District information
- Type: Public
- Grades: PreK–12
- NCES District ID: 1200300

Students and staff
- Students: 38,268
- Teachers: 2,482.04
- Staff: 2,481.9
- Student–teacher ratio: 15.42

Other information
- Website: oneclay.net

= Clay County School District (Florida) =

School district in Florida, United States

Clay County School District is a school district serving Clay County, Florida, and headquartered in Green Cove Springs. The School District encompasses a 601 square-mile suburban/rural county in Northeast Florida, including the communities of Orange Park, Middleburg, Green Cove Springs, Fleming Island, Penney Farms, Clay Hill, Oakleaf, and Keystone Heights.

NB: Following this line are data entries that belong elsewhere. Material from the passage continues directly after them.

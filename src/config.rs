// Runtime configuration for the search pipeline, read from the environment

use std::{env, path::PathBuf, str::FromStr, time::Duration};

use tracing::warn;

use crate::cache::CacheConfig;

pub const ENV_MAX_RETRY: &str = "FLIGHT_PROVIDER_MAX_RETRY";
pub const ENV_BACKOFF_MS: &str = "FLIGHT_PROVIDER_BACKOFF_IN_MS";
pub const ENV_FIXTURES_DIR: &str = "FLIGHT_FIXTURES_DIR";
pub const ENV_CACHE_TTL_SECONDS: &str = "SEARCH_CACHE_TTL_SECONDS";
pub const ENV_CACHE_MAX_SIZE_MB: &str = "SEARCH_CACHE_MAX_SIZE_MB";
pub const ENV_SIMULATION_SEED: &str = "FLIGHT_SIMULATION_SEED";

/// Retry budget for one provider fetch. Total attempts = `max_retries + 1`.
#[derive(Debug, Clone, Copy, PartialEq, Eq)]
pub struct RetryConfig {
    pub max_retries: u32,
    pub base_backoff_ms: u64,
}

impl Default for RetryConfig {
    fn default() -> Self {
        Self {
            max_retries: 3,
            base_backoff_ms: 8,
        }
    }
}

impl RetryConfig {
    /// Wait before `attempt` (1-based retry index): `base * 2^attempt`.
    pub fn backoff_for(&self, attempt: u32) -> Duration {
        let factor = 1u64.checked_shl(attempt).unwrap_or(u64::MAX);
        Duration::from_millis(self.base_backoff_ms.saturating_mul(factor))
    }
}

#[derive(Debug, Clone)]
pub struct SearchConfig {
    pub retry: RetryConfig,
    pub fixtures_dir: PathBuf,
    pub cache: CacheConfig,
    /// Fixed seed for latency/failure draws; `None` seeds from entropy.
    pub simulation_seed: Option<u64>,
}

impl Default for SearchConfig {
    fn default() -> Self {
        Self {
            retry: RetryConfig::default(),
            fixtures_dir: PathBuf::from("fixtures"),
            cache: CacheConfig::default(),
            simulation_seed: None,
        }
    }
}

impl SearchConfig {
    pub fn from_env() -> Self {
        let defaults = Self::default();

        Self {
            retry: RetryConfig {
                max_retries: env_or(ENV_MAX_RETRY, defaults.retry.max_retries),
                base_backoff_ms: env_or(ENV_BACKOFF_MS, defaults.retry.base_backoff_ms),
            },
            fixtures_dir: env::var(ENV_FIXTURES_DIR)
                .map(PathBuf::from)
                .unwrap_or(defaults.fixtures_dir),
            cache: CacheConfig {
                max_size_mb: env_or(ENV_CACHE_MAX_SIZE_MB, defaults.cache.max_size_mb),
                default_ttl: Duration::from_secs(env_or(
                    ENV_CACHE_TTL_SECONDS,
                    defaults.cache.default_ttl.as_secs(),
                )),
            },
            simulation_seed: env::var(ENV_SIMULATION_SEED)
                .ok()
                .and_then(|raw| parse_or_warn(ENV_SIMULATION_SEED, &raw)),
        }
    }
}

fn env_or<T: FromStr + Copy>(key: &str, default: T) -> T {
    env::var(key)
        .ok()
        .and_then(|raw| parse_or_warn(key, &raw))
        .unwrap_or(default)
}

fn parse_or_warn<T: FromStr>(key: &str, raw: &str) -> Option<T> {
    match raw.trim().parse::<T>() {
        Ok(value) => Some(value),
        Err(_) => {
            warn!(key, value = raw, "ignoring unparsable configuration value");
            None
        }
    }
}
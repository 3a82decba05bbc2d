// Aggregation orchestrator: cache-aside around a concurrent fan-out to every provider

use std::{sync::Arc, time::Duration};

use bytes::Bytes;
use futures::future::join_all;
use sha2::{Digest, Sha256};
use thiserror::Error;
use tokio::time::Instant;
use tracing::{debug, info, warn};

use crate::{
    cache::{Cache, DEFAULT_TTL},
    config::SearchConfig,
    context::SearchContext,
    fetch_simulator::{DirFixtureSource, FetchSimulator},
    filter::apply_filters,
    models::{Flight, Metadata, SearchRequest, SearchResponse, ValidationError},
    providers::{default_providers, FlightProvider, ProviderError},
    sorter::sort_flights,
};

const QUERY_KEY_PREFIX: &str = "Q:";

#[derive(Error, Debug)]
pub enum SearchError {
    #[error(transparent)]
    Validation(#[from] ValidationError),
}

/// `Q:` followed by the hex SHA-256 of the request's JSON form. Callers pass a
/// normalized request so equivalent queries share a key.
pub fn cache_key(request: &SearchRequest) -> String {
    let encoded = serde_json::to_vec(request).unwrap_or_default();
    let digest = Sha256::digest(&encoded);
    format!("{QUERY_KEY_PREFIX}{}", hex::encode(digest))
}

pub struct FlightSearchService {
    providers: Vec<Arc<dyn FlightProvider>>,
    cache: Arc<dyn Cache>,
    cache_ttl: Duration,
}

impl FlightSearchService {
    pub fn new(providers: Vec<Arc<dyn FlightProvider>>, cache: Arc<dyn Cache>) -> Self {
        Self {
            providers,
            cache,
            cache_ttl: DEFAULT_TTL,
        }
    }

    pub fn with_cache_ttl(mut self, ttl: Duration) -> Self {
        self.cache_ttl = ttl;
        self
    }

    /// Wires the four default providers over fixtures from `config.fixtures_dir`.
    pub fn from_config(config: &SearchConfig, cache: Arc<dyn Cache>) -> Self {
        let simulator = FetchSimulator::new(
            cache.clone(),
            Arc::new(DirFixtureSource::new(config.fixtures_dir.clone())),
        )
        .with_retry(config.retry)
        .with_cache_ttl(config.cache.default_ttl)
        .with_seed(config.simulation_seed.into());

        Self::new(default_providers(Arc::new(simulator)), cache)
            .with_cache_ttl(config.cache.default_ttl)
    }

    pub fn providers(&self) -> &[Arc<dyn FlightProvider>] {
        &self.providers
    }

    /// Runs one search. Only an invalid request is an error; provider failures are
    /// counted in the metadata.
    pub async fn search(
        &self,
        request: SearchRequest,
        ctx: &SearchContext,
    ) -> Result<SearchResponse, SearchError> {
        let started = Instant::now();
        let request = request.normalize()?;
        let key = cache_key(&request);

        if let Some(mut cached) = self.cached_response(&key) {
            cached.metadata.cache_hit = true;
            info!(
                key = %key,
                results = cached.metadata.total_results,
                "search served from cache"
            );
            return Ok(cached);
        }

        let (flights, failed) = self.fan_out(&request, ctx).await;

        let mut flights = apply_filters(flights, &request.filters);
        sort_flights(&mut flights, &request.sort_by, &request.sort_order);

        let queried = self.providers.len();
        let response = SearchResponse {
            metadata: Metadata {
                total_results: flights.len(),
                providers_queried: queried,
                providers_succeeded: queried - failed,
                providers_failed: failed,
                search_time_ms: started.elapsed().as_millis() as u64,
                cache_hit: false,
            },
            criteria: request,
            flights,
        };

        self.store_response(&key, &response);

        info!(
            origin = %response.criteria.origin,
            destination = %response.criteria.destination,
            results = response.metadata.total_results,
            succeeded = response.metadata.providers_succeeded,
            failed = response.metadata.providers_failed,
            elapsed_ms = response.metadata.search_time_ms,
            "search completed"
        );

        Ok(response)
    }

    /// Queries every provider concurrently and merges the successful lists in
    /// registration order. Returns the merged flights and the failure count.
    async fn fan_out(&self, request: &SearchRequest, ctx: &SearchContext) -> (Vec<Flight>, usize) {
        let query = Arc::new(request.clone());

        let tasks: Vec<_> = self
            .providers
            .iter()
            .map(|provider| {
                let provider = provider.clone();
                let query = query.clone();
                let ctx = ctx.clone();
                tokio::spawn(async move { provider.fetch(&query, &ctx).await })
            })
            .collect();

        let results = join_all(tasks).await;

        let mut flights = Vec::new();
        let mut failed = 0;
        for (provider, joined) in self.providers.iter().zip(results) {
            let name = &provider.descriptor().name;
            let outcome = joined.unwrap_or_else(|e| {
                Err(ProviderError::TaskAborted {
                    provider: name.clone(),
                    reason: e.to_string(),
                })
            });

            match outcome {
                Ok(found) => {
                    debug!(provider = %name, count = found.len(), "provider returned flights");
                    flights.extend(found);
                }
                Err(e) => {
                    warn!(provider = %name, error = %e, "provider failed");
                    failed += 1;
                }
            }
        }

        (flights, failed)
    }

    fn cached_response(&self, key: &str) -> Option<SearchResponse> {
        let payload = match self.cache.get(key) {
            Ok(Some(payload)) => payload,
            Ok(None) => return None,
            Err(e) => {
                warn!(key, error = %e, "search cache read failed");
                return None;
            }
        };

        match serde_json::from_slice(&payload) {
            Ok(response) => Some(response),
            Err(e) => {
                warn!(key, error = %e, "discarding unreadable cached search");
                None
            }
        }
    }

    fn store_response(&self, key: &str, response: &SearchResponse) {
        let encoded = match serde_json::to_vec(response) {
            Ok(encoded) => encoded,
            Err(e) => {
                warn!(key, error = %e, "failed encoding search response for cache");
                return;
            }
        };

        if let Err(e) = self.cache.set(key, Bytes::from(encoded), self.cache_ttl) {
            warn!(key, error = %e, "skipping search cache write");
        }
    }
}
// Result ordering by the requested key and direction

use std::{cmp::Ordering, str::FromStr};

use chrono::{DateTime, FixedOffset};

use crate::{
    models::{Flight, CANONICAL_DATETIME_LAYOUT},
    scoring::best_value_scores,
};

#[derive(Debug, Clone, Copy, PartialEq, Eq)]
pub enum SortKey {
    BestValue,
    Price,
    Duration,
    Departure,
    Arrival,
}

impl FromStr for SortKey {
    type Err = String;

    fn from_str(s: &str) -> Result<Self, Self::Err> {
        match s {
            "best_value" => Ok(SortKey::BestValue),
            "price" => Ok(SortKey::Price),
            "duration" => Ok(SortKey::Duration),
            "departure" => Ok(SortKey::Departure),
            "arrival" => Ok(SortKey::Arrival),
            other => Err(format!("unknown sort key: {other}")),
        }
    }
}

#[derive(Debug, Clone, Copy, PartialEq, Eq, Default)]
pub enum SortOrder {
    #[default]
    Asc,
    Desc,
}

impl SortOrder {
    /// Only `desc` reverses; anything else is ascending.
    pub fn parse(s: &str) -> Self {
        if s == "desc" {
            SortOrder::Desc
        } else {
            SortOrder::Asc
        }
    }
}

fn compare_datetimes(a: &str, b: &str) -> Ordering {
    let parse = |s: &str| DateTime::<FixedOffset>::parse_from_str(s, CANONICAL_DATETIME_LAYOUT);
    match (parse(a), parse(b)) {
        (Ok(a), Ok(b)) => a.cmp(&b),
        _ => Ordering::Equal,
    }
}

fn compare_by(key: SortKey, a: &Flight, b: &Flight) -> Ordering {
    match key {
        SortKey::Price => a.price.amount.cmp(&b.price.amount),
        SortKey::Duration => a.duration.total_minutes.cmp(&b.duration.total_minutes),
        SortKey::Departure => compare_datetimes(&a.departure.datetime, &b.departure.datetime),
        SortKey::Arrival => compare_datetimes(&a.arrival.datetime, &b.arrival.datetime),
        SortKey::BestValue => Ordering::Equal,
    }
}

/// Highest score first, whatever the requested order.
fn sort_by_best_value(flights: &mut Vec<Flight>) {
    let scores = best_value_scores(flights);
    let mut scored: Vec<(f64, Flight)> = scores.into_iter().zip(flights.drain(..)).collect();
    scored.sort_by(|(a, _), (b, _)| b.total_cmp(a));
    flights.extend(scored.into_iter().map(|(_, flight)| flight));
}

/// Stable in-place sort. Unknown keys leave the order untouched.
pub fn sort_flights(flights: &mut Vec<Flight>, sort_by: &str, sort_order: &str) {
    if flights.is_empty() {
        return;
    }

    let Ok(key) = sort_by.parse::<SortKey>() else {
        return;
    };

    if key == SortKey::BestValue {
        sort_by_best_value(flights);
        return;
    }

    let order = SortOrder::parse(sort_order);
    flights.sort_by(|a, b| {
        let ordering = compare_by(key, a, b);
        match order {
            SortOrder::Asc => ordering,
            SortOrder::Desc => ordering.reverse(),
        }
    });
}

#[cfg(test)]
mod tests {
    use super::*;
    use crate::models::{EventPoint, FlightDuration, Price};

    fn flight(id: &str, price: i64) -> Flight {
        Flight {
            id: id.to_string(),
            price: Price {
                amount: price,
                ..Default::default()
            },
            duration: FlightDuration {
                total_minutes: 100,
                ..Default::default()
            },
            ..Default::default()
        }
    }

    fn prices(flights: &[Flight]) -> Vec<i64> {
        flights.iter().map(|f| f.price.amount).collect()
    }

    fn ids(flights: &[Flight]) -> Vec<&str> {
        flights.iter().map(|f| f.id.as_str()).collect()
    }

    #[test]
    fn test_price_desc() {
        let mut flights = vec![flight("a", 50), flight("b", 10), flight("c", 30)];
        sort_flights(&mut flights, "price", "desc");
        assert_eq!(prices(&flights), vec![50, 30, 10]);

        sort_flights(&mut flights, "price", "asc");
        assert_eq!(prices(&flights), vec![10, 30, 50]);
    }

    #[test]
    fn test_best_value_ignores_order() {
        let mut flights = vec![flight("pricey", 900), flight("cheap", 100), flight("mid", 500)];
        sort_flights(&mut flights, "best_value", "asc");
        assert_eq!(ids(&flights), vec!["cheap", "mid", "pricey"]);

        let mut reversed = vec![flight("mid", 500), flight("pricey", 900), flight("cheap", 100)];
        sort_flights(&mut reversed, "best_value", "desc");
        assert_eq!(ids(&reversed), vec!["cheap", "mid", "pricey"]);
    }

    #[test]
    fn test_ties_keep_relative_order() {
        let mut flights = vec![flight("x", 20), flight("y", 10), flight("z", 20)];
        sort_flights(&mut flights, "duration", "desc");
        assert_eq!(ids(&flights), vec!["x", "y", "z"]);

        sort_flights(&mut flights, "price", "desc");
        assert_eq!(ids(&flights), vec!["x", "z", "y"]);

        // Equal best-value scores also keep their order
        let mut same = vec![flight("p", 10), flight("q", 10)];
        sort_flights(&mut same, "best_value", "asc");
        assert_eq!(ids(&same), vec!["p", "q"]);
    }

    #[test]
    fn test_departure_uses_instants() {
        let mut late = flight("late", 1);
        late.departure = EventPoint {
            datetime: "2025-12-15T09:00:00+08:00".to_string(),
            ..Default::default()
        };
        let mut early = flight("early", 1);
        early.departure = EventPoint {
            datetime: "2025-12-15T08:30:00+07:00".to_string(),
            ..Default::default()
        };
        // 09:00+08:00 is 08:00+07:00, before 08:30+07:00
        let mut flights = vec![early, late];
        sort_flights(&mut flights, "departure", "asc");
        assert_eq!(ids(&flights), vec!["late", "early"]);
    }

    #[test]
    fn test_unknown_key_and_unparsable_times_are_noops() {
        let mut flights = vec![flight("a", 3), flight("b", 1), flight("c", 2)];
        sort_flights(&mut flights, "seat_pitch", "asc");
        assert_eq!(ids(&flights), vec!["a", "b", "c"]);

        sort_flights(&mut flights, "arrival", "desc");
        assert_eq!(ids(&flights), vec!["a", "b", "c"]);

        let mut empty: Vec<Flight> = Vec::new();
        sort_flights(&mut empty, "price", "asc");
        assert!(empty.is_empty());
    }

    #[test]
    fn test_sort_order_parsing() {
        assert_eq!(SortOrder::parse("desc"), SortOrder::Desc);
        assert_eq!(SortOrder::parse("DESC"), SortOrder::Asc);
        assert_eq!(SortOrder::parse(""), SortOrder::Asc);
        assert!("cheapest".parse::<SortKey>().is_err());
    }
}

On February 26, 2019, the Clay County School Board voted to move forward with its decision to form a school district police department. Superintendent Addison Davis announced he had hired Lt. Kenneth Wagner, a 20-year veteran with the Clay County Sheriff's Office, as a director and proposed chief for the new department.

==Schools==

 David Broskie is the Superintendent of Schools for Clay County Public Schools in Florida. He was appointed Interim Superintendent in March 2020 and was elected to a full term as Superintendent in November 2020.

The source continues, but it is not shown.